As we move into Valentine’s Day, our thoughts turn to our relationships, especially intimate ones. Some of us are in satisfying partnerships; others are struggling. Some yearn for a life partner; others prefer to fly solo. In all cases, we do well to consider, “What makes a great relationship work?”


     A lot of my coaching clients wonder if they should stay in their relationship or leave. I tell them, “How you stay or leave is more important than whether you stay or leave.” We are tempted to judge our relationships by their form rather than our experience of them. If you stay, stay with love. If you leave, leave with love. Don’t let fear, anger, or guilt hijack your life. The “with love” element—for yourself and your partner—makes all the difference in the quality of your relationship and your life.


     My client Barry, a dedicated A Course in Miracles student, told me, “After much deliberation, my wife and I decided to divorce, and we went to a mediator to help us settle our finances and legal details. When we came to an agreement during the session, the mediator was shocked. He told us, ‘In all my years of mediating divorces, I have never seen a couple reach a settlement so harmoniously and quickly.’” Barry believes that miracles are natural when true caring is present.
     

     If you are hung up on the form or appearance of your relationship, you can be distracted by how it looks rather than how it is. Just because you have a marriage certificate or you are living under the same roof does not mean you are together. You can be sleeping beside someone and feel thousands of miles away. The Japanese say, “Same bed, different dreams.” Nothing is lonelier than walking through the form of a partnership when your heart feels hollow.


      By contrast, you could be thousands of miles from someone you love, and feel totally connected. When you think about them you feel lifted, and when you see them, it’s as if no time has passed. It’s not what the bodies are doing that makes or breaks a relationship. It’s what the hearts or souls are doing.


    Neither does a divorce certificate or a breakup mean the end of a relationship.
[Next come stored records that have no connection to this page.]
//! One call's bridge-side session (spec §4.6): reads the edge handshake,
//! opens the AI provider connection, drives the outbound session/prompt
//! sequence, then runs the uplink and downlink halves concurrently until
//! either side ends the call.
//!
//! The AI transport is a single `&mut dyn AiTransport` (send + recv on
//! one handle), so uplink sends and inbound AI dispatch share one task
//! rather than racing two tasks over the same handle — a `tokio::select!`
//! loop, not a pair of spawned workers, is what keeps that safe.

use std::sync::Arc;
use std::time::{Duration, SystemTime, UNIX_EPOCH};

use tokio::io::{split, AsyncRead, AsyncWrite};
use tokio::net::TcpStream;
use tokio::sync::mpsc;
use tracing::{info, warn};

use rvoip_bridge_media::frame::SampleConfig;
use rvoip_bridge_media::queue::{FrameQueue, DEFAULT_CAPACITY};
use rvoip_bridge_media::reframer::Reframer;
use rvoip_bridge_wire::control::ControlMessage;
use rvoip_bridge_wire::framing::write_control_record;
use rvoip_bridge_wire::handshake::{parse_handshake, read_handshake_line};

use crate::ai::driver::{AiSessionDriver, AiTransport};
use crate::ai::tools::{HangupTool, ToolRegistry};
use crate::ai::transport::WebSocketAiTransport;
use crate::barge_in::BargeInState;
use crate::config::{ListenerConfig, PromptConfigRegistry};
use crate::downlink::run_downlink;
use crate::error::Result;
use crate::uplink::read_frame_exact;

/// Wall-clock milliseconds since the epoch, for barge-in timestamps.
/// Isolated in one place so the rest of the session logic only ever
/// threads an injected `now_ms` (§4.8 test determinism).
fn now_ms() -> i64 {
    SystemTime::now().duration_since(UNIX_EPOCH).map(|d| d.as_millis() as i64).unwrap_or(0)
}

/// Runs one accepted edge connection end to end. Construct once per
/// listener and call [`BridgeSession::run`] per socket.
pub struct BridgeSession {
    prompts: Arc<PromptConfigRegistry>,
    listener: ListenerConfig,
}

impl BridgeSession {
    pub fn new(prompts: Arc<PromptConfigRegistry>, listener: ListenerConfig) -> Self {
        Self { prompts, listener }
    }

    /// Drive one call over `socket` until it ends, in whichever direction
    /// that happens (edge close, AI close, or the hangup tool firing).
    /// Errors here are per-call: the caller (the listener's accept loop)
    /// logs and moves on rather than treating this as fatal to the
    /// service (§7: a single call's failure must not take others down).
    pub async fn run(&self, mut socket: TcpStream) -> Result<()> {
        socket.set_nodelay(true).ok();

        let line = read_handshake_line(&mut socket).await?;
        let handshake = parse_handshake(&line)?;
        let sample_config = SampleConfig::from_sample_rate(handshake.sample_rate)?;
        info!(
            call_uuid = %handshake.call_uuid,
            caller = %handshake.caller,
            sample_rate = handshake.sample_rate,
            started_at = %chrono::Utc::now().to_rfc3339(),
            "accepted edge connection"
        );

        let queue = FrameQueue::new(DEFAULT_CAPACITY);
        let reframer = Reframer::new(sample_config, queue);
        let barge_in = Arc::new(BargeInState::new());

        let (hangup_tx, mut hangup_rx) = mpsc::unbounded_channel::<()>();
        let tools = ToolRegistry::new().register(
            "hangupTool",
            Arc::new(HangupTool::new(move || {
                let _ = hangup_tx.send(());
            })),
        );

        let mut driver = AiSessionDriver::new(handshake.call_uuid.clone(), reframer, barge_in, tools);
        let downstream = driver.downstream_queue();

        let mut transport = WebSocketAiTransport::connect(&self.listener.ai_provider_url).await?;
        let prompt_config = self.prompts.select(&handshake.caller).clone();
        driver.start_session(&mut transport, &prompt_config, &handshake.caller, handshake.sample_rate).await?;

        let (edge_read, edge_write) = split(socket);
        let downlink_handle = tokio::spawn(run_downlink(edge_write, downstream.clone()));

        let outcome = self
            .run_io_loop(&mut driver, &mut transport, edge_read, sample_config, &mut hangup_rx)
            .await;

        downstream.close();
        let _ = transport.close().await;

        let edge_write = match downlink_handle.await {
            Ok(Ok(writer)) => Some(writer),
            Ok(Err(e)) => {
                warn!(error = %e, "downlink task ended with an error");
                None
            }
            Err(e) => {
                warn!(error = %e, "downlink task panicked");
                None
            }
        };

        if matches!(outcome, Ok(CallEnd::HangupRequested)) {
            if let Some(mut writer) = edge_write {
                if let Err(e) = self.emit_hangup(&mut writer).await {
                    warn!(error = %e, "failed to emit hangup control record");
                }
            }
        }

        outcome.map(|_| ())
    }

    async fn run_io_loop<R: AsyncRead + Unpin>(
        &self,
        driver: &mut AiSessionDriver,
        transport: &mut dyn AiTransport,
        mut edge_read: R,
        sample_config: SampleConfig,
        hangup_rx: &mut mpsc::UnboundedReceiver<()>,
    ) -> Result<CallEnd> {
        let frame_bytes = sample_config.frame_bytes();
        let sample_rate = sample_config.sample_rate();
        let mut uplink_opened = false;

        loop {
            tokio::select! {
                frame = read_frame_exact(&mut edge_read, frame_bytes) => {
                    match frame? {
                        Some(bytes) => {
                            if !uplink_opened {
                                driver.open_audio_input(transport, sample_rate).await?;
                                uplink_opened = true;
                            }
                            driver.send_audio_input(transport, &bytes).await?;
                        }
                        None => {
                            info!(call_uuid = %driver.call_uuid(), "edge socket closed, ending call");
                            return Ok(CallEnd::EdgeClosed);
                        }
                    }
                }
                chunk = transport.recv() => {
                    match chunk? {
                        Some(bytes) => {
                            driver.handle_inbound_chunk(transport, &bytes, now_ms()).await?;
                        }
                        None => {
                            warn!(call_uuid = %driver.call_uuid(), "AI provider closed the connection");
                            return Ok(CallEnd::AiClosed);
                        }
                    }
                }
                _ = hangup_rx.recv() => {
                    info!(call_uuid = %driver.call_uuid(), "hangup tool fired, ending call");
                    return Ok(CallEnd::HangupRequested);
                }
            }
        }
    }

    /// §4.6: emit the hangup control record, then hold the connection
    /// open briefly so the edge side has a chance to read and act on it
    /// before the socket goes away.
    async fn emit_hangup<W: AsyncWrite + Unpin>(&self, writer: &mut W) -> Result<()> {
        let payload = ControlMessage::hangup().to_json_bytes()?;
        write_control_record(writer, &payload).await?;
        tokio::time::sleep(Duration::from_millis(500)).await;
        Ok(())
    }
}

#[derive(Debug, Clone, Copy, PartialEq, Eq)]
enum CallEnd {
    EdgeClosed,
    AiClosed,
    HangupRequested,
}

#[cfg(test)]
mod tests {
    use super::*;
    use crate::config::PromptConfig;

    #[test]
    fn now_ms_is_positive_and_monotone_enough_for_logging() {
        let a = now_ms();
        let b = now_ms();
        assert!(a > 0);
        assert!(b >= a);
    }

    #[test]
    fn listener_config_carries_an_ai_provider_url() {
        let listener = ListenerConfig::default().with_ai_provider_url("wss://example.test/session");
        assert_eq!(listener.ai_provider_url, "wss://example.test/session");
    }

    #[test]
    fn bridge_session_can_be_constructed_from_a_registry() {
        let registry = Arc::new(PromptConfigRegistry::default());
        let _session = BridgeSession::new(registry, ListenerConfig::default());
        let _ = PromptConfig::default_for("+15550001");
    }
}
If you have a soul contract to continue to help each other grow,  you remain connected emotionally. The Hawaiians talk about “aka” cords—strands of energy, like taffy, that keep people psychically connected. You do not break an aka cord by moving out. You break an aka cord by healing unresolved issues and loving more deeply. I know one couple who were married and divorced five times before they felt complete. 


     A soul contract is an agreement you make before birth, with someone who will help you grow spiritually. In some cases, that person helps you grow through kindness and unconditional love, and in other cases through challenge. Most marriages contain elements of both. To master the lessons of relationships, we must deeply appreciate our partner. I have heard, “Many people are good at counting the costs. Far fewer people are good at counting the benefits.”


      If you are having difficulty in your relationship, you are likely focusing on what is not working. You may be attempting to change your partner or waiting for them to change. I coached a woman who had just gotten out of the hospital after being treated for dangerously high blood pressure. The medication she was taking at home wasn’t working.        

 
      “Is there some situation in your life by which you are feeling extremely pressured, or exerting extreme pressure?” I asked her.


     “I feel frustrated trying to fix my husband,” she answered.   

     “How long have you been trying to fix him?”

     “Forty-two years.”

     “If you haven’t fixed your husband in the past forty-two years, do you think you will be any more successful in the next forty-two years?”

    “No,” she admitted. “I’m starting to see that now.”


     If you would really like to soar this Valentine’s Day, I suggest you make a gratitude list of all the things you appreciate about your partner and your relationship, and read that list to him or her. That will make your holiday far more rewarding than flowers, chocolate, or dinner. All of those items last but a few hours or a week. Sincere appreciation lasts a lifetime.


      While we would all like our relationship world to be easy, often it isn’t. Yet there are huge gifts to be enjoyed through gaining the soul growth that relationships offer us. If you consider your partner your divinely appointed teacher to help you learn what will make your life really happy, you are on to something.


     A Course in Miracles tells us that “a happy outcome to all things is sure.” So let it be in your most important relationships. May your Valentine’s Day be chocolate for your soul.